Who Lost China, Again?

03/18/2010 3:54 pm EST


Igor Greenwald

Chief Investment Strategist, MLP Profits

After the Great Recession, Cold War II?

Until very recently, the bluster gusting between Washington and Beijing could be dismissed as mostly harmless venting for domestic consumption. There’s too much trade and too much wealth at stake to break up the odd couple, people thought. US shoppers depend too much on cheap Chinese goods, while the Chinese benefited hugely from American technology and willingness to pile up debt.

Lately, though, the incentives to get along have dried up. The loss of so many jobs in the US, the rise of Chinese corporations, and China’s complaints about US interest rates and budget deficits have turned the world’s most important relationship into much more of a zero-sum game.

It hardly matters that a stronger yuan would send Chinese jobs to Vietnam and Indonesia rather than back to the US. It’s an election year, and there are not enough jobs to go around, while China’s made itself so cheap that it’s got jobs chasing workers, so it’s going to get the blame.

A new Senate bill may prod the Obama Administration, which is already intent on getting tougher with Beijing, into declaring China a currency manipulator as a prelude to a trade complaint and, ultimately, sanctions.

But in his yearly press conference, Chinese Premier Wen Jiabao retorted that Washington was doing the manipulating by failing to prop up the dollar. He denied the yuan is undervalued, and professed to be concerned about the security of China’s investments in the US.
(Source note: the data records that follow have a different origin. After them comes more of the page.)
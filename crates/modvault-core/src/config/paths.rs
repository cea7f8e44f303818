//! Platform-specific detection of the game install and its save directory

use serde::{Deserialize, Serialize};
use std::fs;
use std::path::{Path, PathBuf};

use super::{is_unset, AppConfig, Platform};
use crate::error::Result;

/// Install folder name used by Steam
pub const GAME_DIR_NAME: &str = "Space Marine 2";

/// Install folder name used by the Epic launcher
pub const EPIC_DIR_NAME: &str = "Warhammer40000SpaceMarine2";

/// Game executable inside the install folder
pub const GAME_EXE_NAME: &str = "Warhammer 40000 Space Marine 2.exe";

/// Where the game loads mods from, relative to the install folder
const MODS_SUBDIR: [&str; 3] = ["client_pc", "root", "mods"];

/// Save storage below the local app data directory
const SAVE_STORAGE_SUBDIR: [&str; 4] = ["Saber", "Space Marine 2", "storage", "steam"];

/// What [`detect_paths`] found. `None` means nothing usable was found.
#[derive(Debug, Clone, Default, PartialEq, Eq, Serialize)]
#[serde(rename_all = "camelCase")]
pub struct DetectedPaths {
    pub game_root: Option<PathBuf>,
    pub game_exe: Option<PathBuf>,
    pub active_mods_path: Option<PathBuf>,
    pub save_data_path: Option<PathBuf>,
    pub platform: Platform,
}

impl DetectedPaths {
    /// Fills the unset values of `config` with what was detected.
    ///
    /// Configured values are never overwritten.
    pub fn apply_to(&self, config: &mut AppConfig) {
        fill(&mut config.game_root, self.game_root.as_deref());
        fill(&mut config.active_mods_path, self.active_mods_path.as_deref());
        fill(&mut config.save_data_path, self.save_data_path.as_deref());
        if config.platform == Platform::Unknown && self.platform != Platform::Unknown {
            config.platform = self.platform;
        }
    }
}

fn fill(slot: &mut PathBuf, found: Option<&Path>) {
    if let Some(found) = found {
        if is_unset(slot) {
            *slot = found.to_path_buf();
        }
    }
}

/// Detects the game install, its mods folder and the save directory.
///
/// Configured values that exist on disk win over detected ones.
pub fn detect_paths(config: &AppConfig) -> DetectedPaths {
    detect_with(
        config,
        &candidate_game_roots(),
        &save_storage_roots(&config.steam_app_id),
    )
}

fn detect_with(
    config: &AppConfig,
    candidate_roots: &[PathBuf],
    storage_roots: &[PathBuf],
) -> DetectedPaths {
    let existing = |path: &Path| (!is_unset(path) && path.exists()).then(|| path.to_path_buf());

    let game_root = existing(&config.game_root).or_else(|| {
        candidate_roots
            .iter()
            .find(|root| root.is_dir())
            .cloned()
    });

    let game_exe = game_root
        .as_ref()
        .map(|root| root.join(GAME_EXE_NAME))
        .filter(|exe| exe.is_file());

    let active_mods_path = existing(&config.active_mods_path).or_else(|| {
        game_root
            .as_ref()
            .map(|root| MODS_SUBDIR.iter().fold(root.clone(), |p, part| p.join(part)))
            .filter(|mods| mods.is_dir())
    });

    let save_data_path = existing(&config.save_data_path)
        .or_else(|| storage_roots.iter().find_map(|root| find_save_data_dir(root)));

    let platform = game_root
        .as_deref()
        .or(active_mods_path.as_deref())
        .map(infer_platform)
        .unwrap_or_default();

    tracing::debug!(
        "Detected game root {:?}, mods {:?}, saves {:?}, platform {}",
        game_root,
        active_mods_path,
        save_data_path,
        platform
    );

    DetectedPaths {
        game_root,
        game_exe,
        active_mods_path,
        save_data_path,
        platform,
    }
}

/// Finds `<entry>/Main/config` or `<entry>/<id>/Main/config` below the save
/// storage root.
pub fn find_save_data_dir(storage_root: &Path) -> Option<PathBuf> {
    for first in subdirs(storage_root) {
        let direct = first.join("Main").join("config");
        if direct.is_dir() {
            return Some(direct);
        }
        for second in subdirs(&first) {
            let nested = second.join("Main").join("config");
            if nested.is_dir() {
                return Some(nested);
            }
        }
    }
    None
}

fn subdirs(dir: &Path) -> Vec<PathBuf> {
    let mut dirs: Vec<PathBuf> = match fs::read_dir(dir) {
        Ok(entries) => entries
            .flatten()
            .filter(|e| e.file_type().is_ok_and(|t| t.is_dir()))
            .map(|e| e.path())
            .collect(),
        Err(_) => Vec::new(),
    };
    dirs.sort();
    dirs
}

/// Lowercase letters and digits only, so "Space Marine 2" and
/// "Warhammer40000SpaceMarine2" compare equal on the interesting part.
fn squish(text: &str) -> String {
    text.chars()
        .filter(|c| c.is_ascii_alphanumeric())
        .map(|c| c.to_ascii_lowercase())
        .collect()
}

/// Guesses the store from an install path.
pub fn infer_platform(path: &Path) -> Platform {
    let normalized = path.to_string_lossy().replace('\\', "/").to_lowercase();
    if !squish(&normalized).contains("spacemarine2") {
        return Platform::Unknown;
    }

    let in_epic = normalized.contains("epiclibrary") || normalized.contains("/epic games/");
    let in_steam = normalized.contains("steamapps") || normalized.contains("/steam/");

    if in_epic {
        Platform::Epic
    } else if in_steam {
        Platform::Steam
    } else {
        Platform::Unknown
    }
}

/// Get all available drive letters on Windows
#[cfg(target_os = "windows")]
fn get_available_drives() -> Vec<PathBuf> {
    (b'A'..=b'Z')
        .map(|letter| PathBuf::from(format!("{}:\\", letter as char)))
        .filter(|path| path.exists())
        .collect()
}

/// Common install locations, most likely first
fn candidate_game_roots() -> Vec<PathBuf> {
    #[allow(unused_mut)]
    let mut roots = Vec::new();

    #[cfg(target_os = "windows")]
    {
        let steam_common = |base: PathBuf| base.join("steamapps").join("common").join(GAME_DIR_NAME);
        for drive in get_available_drives() {
            roots.push(steam_common(drive.join("Program Files (x86)").join("Steam")));
            roots.push(steam_common(drive.join("Steam")));
            roots.push(steam_common(drive.join("SteamLibrary")));
            roots.push(drive.join("Program Files").join("Epic Games").join(EPIC_DIR_NAME));
            roots.push(drive.join("EpicLibrary").join(EPIC_DIR_NAME));
        }
    }

    #[cfg(target_os = "linux")]
    {
        if let Some(home) = dirs::home_dir() {
            roots.push(home.join(".steam/steam/steamapps/common").join(GAME_DIR_NAME));
            roots.push(home.join(".local/share/Steam/steamapps/common").join(GAME_DIR_NAME));
        }
    }

    #[cfg(target_os = "macos")]
    {
        if let Some(data) = dirs::data_dir() {
            roots.push(data.join("Steam/steamapps/common").join(GAME_DIR_NAME));
        }
    }

    roots
}

/// Directories holding one folder per Steam account with saves below
fn save_storage_roots(steam_app_id: &str) -> Vec<PathBuf> {
    let under = |base: PathBuf| SAVE_STORAGE_SUBDIR.iter().fold(base, |p, part| p.join(part));
    let mut roots = Vec::new();

    if let Some(local) = dirs::data_local_dir() {
        roots.push(under(local));
    }

    // Proton keeps a Windows user profile per app
    #[cfg(target_os = "linux")]
    {
        if let Some(home) = dirs::home_dir() {
            let app_id = if steam_app_id.trim().is_empty() {
                super::DEFAULT_STEAM_APP_ID
            } else {
                steam_app_id.trim()
            };
            for steam in [".steam/steam", ".local/share/Steam"] {
                let profile = home
                    .join(steam)
                    .join("steamapps/compatdata")
                    .join(app_id)
                    .join("pfx/drive_c/users/steamuser/AppData/Local");
                roots.push(under(profile));
            }
        }
    }
    #[cfg(not(target_os = "linux"))]
    let _ = steam_app_id;

    roots
}

#[derive(Debug, Deserialize)]
#[serde(rename_all = "PascalCase")]
struct EpicInstall {
    #[serde(default)]
    install_location: String,
    namespace_id: Option<String>,
    app_name: Option<String>,
}

#[derive(Debug, Deserialize)]
#[serde(rename_all = "PascalCase")]
struct EpicManifest {
    #[serde(default)]
    installation_list: Vec<EpicInstall>,
}

/// Default location of the Epic launcher's install list
pub fn epic_manifest_path() -> PathBuf {
    let program_data = std::env::var_os("PROGRAMDATA")
        .map(PathBuf::from)
        .unwrap_or_else(|| PathBuf::from("C:\\ProgramData"));
    program_data
        .join("Epic")
        .join("EpicGamesLauncher")
        .join("Data")
        .join("LauncherInstalled.dat")
}

/// Builds the Epic launch URI for the install whose location contains
/// `fragment`.
///
/// A missing manifest or no matching install is `Ok(None)`; a malformed
/// manifest is an error.
pub fn epic_launch_uri(manifest: &Path, fragment: &str) -> Result<Option<String>> {
    let content = match fs::read_to_string(manifest) {
        Ok(content) => content,
        Err(e) if e.kind() == std::io::ErrorKind::NotFound => {
            tracing::warn!("Epic install list not found at {}", manifest.display());
            return Ok(None);
        }
        Err(e) => return Err(e.into()),
    };
    let parsed: EpicManifest = serde_json::from_str(&content)?;

    let needle = squish(fragment);
    let Some(install) = parsed
        .installation_list
        .iter()
        .find(|i| squish(&i.install_location).contains(&needle))
    else {
        tracing::warn!("No Epic install matches {:?}", fragment);
        return Ok(None);
    };

    let id = install
        .namespace_id
        .as_deref()
        .filter(|id| !id.is_empty())
        .or(install.app_name.as_deref().filter(|id| !id.is_empty()));
    Ok(id.map(|id| format!("com.epicgames.launcher://apps/{}?action=launch&silent=true", id)))
}

#[cfg(test)]
mod tests {
    use super::*;
    use tempfile::TempDir;

    fn mkdirs(path: &Path) -> PathBuf {
        fs::create_dir_all(path).unwrap();
        path.to_path_buf()
    }

    #[test]
    fn test_detects_install_layout() {
        let temp = TempDir::new().unwrap();
        let root = mkdirs(&temp.path().join("steamapps/common/Space Marine 2"));
        let mods = mkdirs(&root.join("client_pc/root/mods"));
        fs::write(root.join(GAME_EXE_NAME), "").unwrap();
        let storage = temp.path().join("storage");
        let saves = mkdirs(&storage.join("user").join("76561198000000000/Main/config"));

        let detected = detect_with(
            &AppConfig::default(),
            &[temp.path().join("nowhere"), root.clone()],
            &[storage],
        );

        assert_eq!(detected.game_root, Some(root.clone()));
        assert_eq!(detected.game_exe, Some(root.join(GAME_EXE_NAME)));
        assert_eq!(detected.active_mods_path, Some(mods));
        assert_eq!(detected.save_data_path, Some(saves));
        assert_eq!(detected.platform, Platform::Steam);
    }

    #[test]
    fn test_existing_config_wins() {
        let temp = TempDir::new().unwrap();
        let configured = mkdirs(&temp.path().join("my_mods"));
        let candidate = mkdirs(&temp.path().join("Space Marine 2"));
        mkdirs(&candidate.join("client_pc/root/mods"));

        let config = AppConfig {
            active_mods_path: configured.clone(),
            ..AppConfig::default()
        };
        let detected = detect_with(&config, &[candidate], &[]);
        assert_eq!(detected.active_mods_path, Some(configured));
        assert_eq!(detected.save_data_path, None);
    }

    #[test]
    fn test_nothing_found() {
        let temp = TempDir::new().unwrap();
        let detected = detect_with(&AppConfig::default(), &[temp.path().join("no")], &[]);
        assert_eq!(detected, DetectedPaths::default());
    }

    #[test]
    fn test_save_dir_directly_below_storage() {
        let temp = TempDir::new().unwrap();
        let saves = mkdirs(&temp.path().join("12345/Main/config"));
        assert_eq!(find_save_data_dir(temp.path()), Some(saves));
        assert_eq!(find_save_data_dir(&temp.path().join("missing")), None);
    }

    #[test]
    fn test_apply_fills_only_unset() {
        let detected = DetectedPaths {
            game_root: Some(PathBuf::from("/games/Space Marine 2")),
            active_mods_path: Some(PathBuf::from("/games/Space Marine 2/client_pc/root/mods")),
            save_data_path: Some(PathBuf::from("/saves/found")),
            platform: Platform::Epic,
            ..Default::default()
        };
        let mut config = AppConfig {
            save_data_path: PathBuf::from("/saves/mine"),
            ..AppConfig::default()
        };

        detected.apply_to(&mut config);
        assert_eq!(config.game_root, PathBuf::from("/games/Space Marine 2"));
        assert_eq!(config.save_data_path, PathBuf::from("/saves/mine"));
        assert_eq!(config.platform, Platform::Epic);

        // An explicit platform is kept
        config.platform = Platform::Steam;
        detected.apply_to(&mut config);
        assert_eq!(config.platform, Platform::Steam);
    }

    #[test]
    fn test_infer_platform() {
        assert_eq!(
            infer_platform(Path::new("E:\\Steam\\steamapps\\common\\Space Marine 2")),
            Platform::Steam
        );
        assert_eq!(
            infer_platform(Path::new("D:/EpicLibrary/Warhammer40000SpaceMarine2")),
            Platform::Epic
        );
        assert_eq!(
            infer_platform(Path::new("/home/me/.local/share/Steam/steamapps/common/Space Marine 2")),
            Platform::Steam
        );
        assert_eq!(infer_platform(Path::new("/games/Space Marine 2")), Platform::Unknown);
        assert_eq!(infer_platform(Path::new("/steamapps/common/Other")), Platform::Unknown);
    }

    #[test]
    fn test_epic_launch_uri() {
        let temp = TempDir::new().unwrap();
        let manifest = temp.path().join("LauncherInstalled.dat");

        assert_eq!(epic_launch_uri(&manifest, GAME_DIR_NAME).unwrap(), None);

        fs::write(
            &manifest,
            r#"{"InstallationList": [
                {"InstallLocation": "E:\\EpicLibrary\\Satisfactory", "NamespaceId": "crab"},
                {"InstallLocation": "E:\\EpicLibrary\\Warhammer40000SpaceMarine2", "NamespaceId": "", "AppName": "sm2app"}
            ]}"#,
        )
        .unwrap();
        assert_eq!(
            epic_launch_uri(&manifest, GAME_DIR_NAME).unwrap().as_deref(),
            Some("com.epicgames.launcher://apps/sm2app?action=launch&silent=true")
        );
        assert_eq!(epic_launch_uri(&manifest, "Hades").unwrap(), None);

        fs::write(&manifest, "not json").unwrap();
        assert!(epic_launch_uri(&manifest, GAME_DIR_NAME).is_err());
    }
}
Meanwhile, the headline on the front page of Wednesday’s Wall Street Journal reads, “Business Sours on China,” as native Chinese competitors secure preferential treatment in the fastest-growing market on earth. China seems to have lost many of its former allies in the US business community.
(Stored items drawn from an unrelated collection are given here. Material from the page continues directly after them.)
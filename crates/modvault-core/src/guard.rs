//! Path containment checks, directory creation and mod name validation.
//!
//! Every path the engine computes from a root and an entry name goes through
//! [`safe_join`] or [`assert_inside`] before it is touched.

use std::collections::HashSet;
use std::path::{Component, Path, PathBuf};

use crate::error::{Error, Result};

/// Longest accepted mod name, in characters.
pub const MAX_NAME_LEN: usize = 128;

/// Creates `path` and any missing parents.
///
/// Empty paths are accepted and ignored, so an unconfigured root can be passed
/// through without failing the caller.
pub fn ensure_dir(path: &Path) -> Result<()> {
    if path.as_os_str().is_empty() || path.to_string_lossy().trim().is_empty() {
        return Ok(());
    }
    if path.is_dir() {
        return Ok(());
    }
    match std::fs::create_dir_all(path) {
        Ok(()) => Ok(()),
        Err(e) if e.kind() == std::io::ErrorKind::AlreadyExists && path.is_dir() => Ok(()),
        Err(e) => {
            tracing::error!("ensure_dir failed for {}: {}", path.display(), e);
            Err(e.into())
        }
    }
}

/// Returns true if `candidate` is `base` itself or lies below it.
///
/// Both paths are resolved against the current directory and normalised
/// lexically, so `base/a/../../etc` is correctly reported as outside.
pub fn is_inside(base: &Path, candidate: &Path) -> bool {
    let base = normalize(base);
    let candidate = normalize(candidate);

    let mut base_parts = base.components();
    let mut cand_parts = candidate.components();
    loop {
        match (base_parts.next(), cand_parts.next()) {
            (None, _) => return true,
            (Some(_), None) => return false,
            (Some(b), Some(c)) => {
                if !component_eq(b, c) {
                    return false;
                }
            }
        }
    }
}

/// Fails with [`Error::PathEscape`] unless `candidate` is inside `base`.
pub fn assert_inside(base: &Path, candidate: &Path) -> Result<()> {
    if is_inside(base, candidate) {
        Ok(())
    } else {
        Err(Error::PathEscape {
            base: base.to_path_buf(),
            candidate: candidate.to_path_buf(),
        })
    }
}

/// Joins `name` onto `base`, refusing results that escape `base`.
pub fn safe_join(base: &Path, name: &str) -> Result<PathBuf> {
    let joined = base.join(name);
    assert_inside(base, &joined)?;
    Ok(joined)
}

/// Returns true if `name` passes the mod name allowlist.
///
/// Accepted: 1 to [`MAX_NAME_LEN`] characters from `A-Z a-z 0-9 . _ -` and
/// space, excluding the special names `.` and `..`.
pub fn is_safe_name(name: &str) -> bool {
    let len = name.chars().count();
    if len == 0 || len > MAX_NAME_LEN || name == "." || name == ".." {
        return false;
    }
    name.chars()
        .all(|c| c.is_ascii_alphanumeric() || matches!(c, '.' | '_' | '-' | ' '))
}

/// Trims, validates and de-duplicates a list of names.
///
/// Invalid names are dropped rather than failing the batch. Order of first
/// occurrence is kept.
pub fn sanitize_names<I, S>(names: I) -> Vec<String>
where
    I: IntoIterator<Item = S>,
    S: AsRef<str>,
{
    let mut seen = HashSet::new();
    let mut out = Vec::new();
    for raw in names {
        let name = raw.as_ref().trim();
        if !is_safe_name(name) {
            tracing::debug!("Dropping invalid mod name {:?}", raw.as_ref());
            continue;
        }
        if seen.insert(name.to_string()) {
            out.push(name.to_string());
        }
    }
    out
}

/// Makes `path` absolute and resolves `.` and `..` without touching the disk.
fn normalize(path: &Path) -> PathBuf {
    let absolute = if path.is_absolute() {
        path.to_path_buf()
    } else {
        std::env::current_dir()
            .map(|cwd| cwd.join(path))
            .unwrap_or_else(|_| path.to_path_buf())
    };

    let mut out = PathBuf::new();
    for component in absolute.components() {
        match component {
            Component::CurDir => {}
            Component::ParentDir => {
                out.pop();
            }
            other => out.push(other.as_os_str()),
        }
    }
    out
}

#[cfg(any(windows, target_os = "macos"))]
fn component_eq(a: Component<'_>, b: Component<'_>) -> bool {
    a.as_os_str()
        .to_string_lossy()
        .eq_ignore_ascii_case(&b.as_os_str().to_string_lossy())
}

#[cfg(not(any(windows, target_os = "macos")))]
fn component_eq(a: Component<'_>, b: Component<'_>) -> bool {
    a == b
}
The more politicians complain ahead of the elections, the harder it will be for China to budge. Nor will the irritants disappear in November. Coincidentally or not, Shanghai shares have lagged the gains in Mumbai, Moscow, and Sao Paolo this month, making China seem the heaviest of BRICs.
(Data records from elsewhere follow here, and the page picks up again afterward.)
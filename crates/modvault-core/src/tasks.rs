//! Async wrappers for tokio hosts.
//!
//! The engine does plain blocking filesystem work. These helpers move it onto
//! tokio's blocking pool so an async caller never stalls its runtime.

use std::path::PathBuf;

use crate::error::Result;
use crate::snapshot::{RestoreOutcome, SnapshotCreated, SnapshotManager};
use crate::vault::{ModEntry, ModVault, ReconcileReport};

pub async fn scan(vault: ModVault) -> Result<Vec<ModEntry>> {
    tokio::task::spawn_blocking(move || vault.scan()).await?
}

pub async fn reconcile(vault: ModVault, desired: Vec<String>) -> Result<ReconcileReport> {
    tokio::task::spawn_blocking(move || vault.reconcile(desired)).await?
}

pub async fn delete_entry(vault: ModVault, name: String) -> Result<()> {
    tokio::task::spawn_blocking(move || vault.delete_entry(&name)).await?
}

pub async fn snapshot_now(manager: SnapshotManager, live_dir: PathBuf) -> Result<SnapshotCreated> {
    tokio::task::spawn_blocking(move || manager.snapshot_now(&live_dir)).await?
}

pub async fn restore_latest(
    manager: SnapshotManager,
    live_dir: PathBuf,
) -> Result<RestoreOutcome> {
    tokio::task::spawn_blocking(move || manager.restore_latest(&live_dir)).await?
}

#[cfg(test)]
mod tests {
    use super::*;
    use std::fs;
    use tempfile::TempDir;

    #[tokio::test]
    async fn test_reconcile_off_the_runtime() {
        let dir = TempDir::new().unwrap();
        let active = dir.path().join("active");
        let vault_root = dir.path().join("vault");
        fs::create_dir_all(active.join("A")).unwrap();
        fs::create_dir_all(vault_root.join("B")).unwrap();

        let vault = ModVault::new(&active, &vault_root);
        let report = reconcile(vault.clone(), vec!["B".to_string()]).await.unwrap();
        assert_eq!(report.moved_to_vault, vec!["A".to_string()]);
        assert_eq!(report.moved_to_active, vec!["B".to_string()]);

        let entries = scan(vault.clone()).await.unwrap();
        let enabled: Vec<_> = entries.iter().filter(|e| e.is_enabled()).collect();
        assert_eq!(enabled.len(), 1);
        assert_eq!(enabled[0].name, "B");

        delete_entry(vault.clone(), "A".to_string()).await.unwrap();
        assert!(!vault_root.join("A").exists());
    }

    #[tokio::test]
    async fn test_snapshot_and_restore() {
        let dir = TempDir::new().unwrap();
        let live = dir.path().join("saves");
        fs::create_dir_all(&live).unwrap();
        fs::write(live.join("profile.dat"), b"one").unwrap();

        let manager = SnapshotManager::new(dir.path().join("store"));
        let created = snapshot_now(manager.clone(), live.clone()).await.unwrap();
        assert_eq!(created.stats.files, 1);

        fs::write(live.join("profile.dat"), b"two").unwrap();
        let outcome = restore_latest(manager, live.clone()).await.unwrap();
        assert!(outcome.is_restored());
        assert_eq!(fs::read(live.join("profile.dat")).unwrap(), b"one");
    }
}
Meanwhile, many of the usual suspects have been pardoned. Ukrainian stocks are up 24% in a month, after an election that improved the odds of a new deal with the International Monetary Fund to avert default. Turkish stocks  are up 11% in three weeks, recovering from a stumble after the government charged scores of former army officers with having plotted a coup. Greece is up as much over the same span, despite securing neither money nor a blueprint for aid from its European allies. Chile needed little more than a week to erase the market losses sustained after the earthquake, pushing back towards record highs.

There are still bargains to be found here and there, and Ryan Irvine sees some in a few of the Chinese companies that have opted to list in Toronto, where valuations are not quite as frothy as in Shanghai. Western European stocks are also cheap, a fund manager tells Andrew McHattie, especially so considering that many European multinationals are emerging-market plays in their own right.

Asia’s more expensive, with good reason. Yiannis Mostrous tries on for size a Hong Kong-listed ladies’ footwear chain whose share price has nearly tripled in a year, and argues that it has more room to run. Those who prefer a higher dividend can opt for yet another generous Canadian energy trust, writes Gordon Pape.

Perhaps now that the global pie is growing again there will be less fighting over crumbs. For the moment, investors don’t seem worried. Enjoy it while it lasts.